DESCRIPTION (provided by applicant): Tuberculosis kills about 2 million people globally every year. A key defense against Mycobacterium tuberculosis (Mtb) infections is the production of nitric oxide (NO) by macrophages. Although NO controls Mtb growth, it rarely sterilizes the bacterium from the host. Therefore, it is likely that Mtb has mechanisms to resist NO toxicity. Two genes were identified in Mtb, mpa (Mycobacterium proteasome ATPase) and pafA (proteasome associated factor), to be required for protection against NO. Importantly, mpa and pafA mutants are severely attenuated in mice. The proteasome is a multi-subunit, barrel shaped complex that degrades proteins. We hypothesize that Mpa and PafA chaperone proteins into the Mtb proteasome for degradation, but we do not know why this activity protects Mtb against NO or promotes virulence in mice. Thus, the goals of this proposal are to understand why proteasome activity protects Mtb against NO toxicity and promotes bacterial growth in vivo. We will examine proteasome-dependent gene expression to determine if genes regulated by the proteasome are required for NO-resistance or pathogenesis. In addition, we will determine how genes are regulated by the proteasome. Finally, we will identify substrates of the proteasome, which may reveal why protein degradation is critical for resistance to NO and survival in vivo. Relevance to public health: With increased age expectancy, prevalence of HIV infections and number of persons taking immunosuppressive drugs, the chances of contracting tuberculosis increases. Furthermore, tuberculosis therapy takes 6-9 months, a problem that leads to decreased compliance for taking antibiotics and increased chances of developing drug-resistant strains of Mtb. Taken together it will be important to develop faster acting drugs to new targets in Mtb in order to better treat tuberculosis in the future.

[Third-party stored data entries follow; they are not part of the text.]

//! Credence Engine
//!
//! The components that consult the domain registry:
//! - **Frontier**: extracts and ranks candidate links from page text
//! - **Crawler**: bounded, cycle-safe recursive link following
//! - **Fetcher**: HTTP page fetching behind a red-flag gate
//! - **Analyzer**: default keyword-based insight extraction
//! - **Confidence**: combines insight volume with source trust
//! - **Prioritizer**: orders and caps validation evidence by trust class

pub mod traits;
pub mod fetcher;
pub mod frontier;
pub mod crawler;
pub mod analyzer;
pub mod confidence;
pub mod prioritizer;

pub use traits::*;
pub use fetcher::*;
pub use frontier::*;
pub use crawler::*;
pub use analyzer::*;
pub use confidence::*;
pub use prioritizer::*;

描述（由申请人提供）：每年全球约有200万人杀死约200万人。针对结核分枝杆菌（MTB）感染的关键防​​御是巨噬细胞生产一氧化氮（NO）。尽管没有对照MTB的生长，但它很少对宿主的细菌进行消毒。因此，MTB可能具有抵抗毒性的机制。在MTB，MPA（蛋白酶体ATPase）和PAFA（蛋白酶体相关因子）中鉴定了两个基因，以防止NO。重要的是，小鼠中MPA和PAFA突变体严重减弱。蛋白酶体是一种多纯料的桶形复合物，可降解蛋白质。我们假设MPA和PAFA伴侣蛋白进入MTB蛋白酶体降解，但我们不知道为什么这种活性可以保护MTB免受NO或促进小鼠的毒力。因此，该提案的目标是了解为什么蛋白酶体活动可以保护MTB免受无毒性，并促进体内细菌的生长。我们将检查蛋白酶体依赖性基因表达，以确定无抗性或发病机理所需的蛋白酶体调节的基因。此外，我们将确定基因如何受蛋白酶体的调节。最后，我们将确定蛋白酶体的底物，这可能揭示了为什么蛋白质降解对于对NO的耐药性和体内生存至关重要。与公共卫生有关：随着年龄的增长，艾滋病毒感染的流行和服用免疫抑制药物的人数，结核病的机会增加。此外，结核病疗法需要6-9个月，这一问题导致服用抗生素的依从性和增加抗药性MTB菌株的机会增加。综上所述，将更快的作用药物开发为MTB中的新靶标，以便在将来更好地治疗结核病。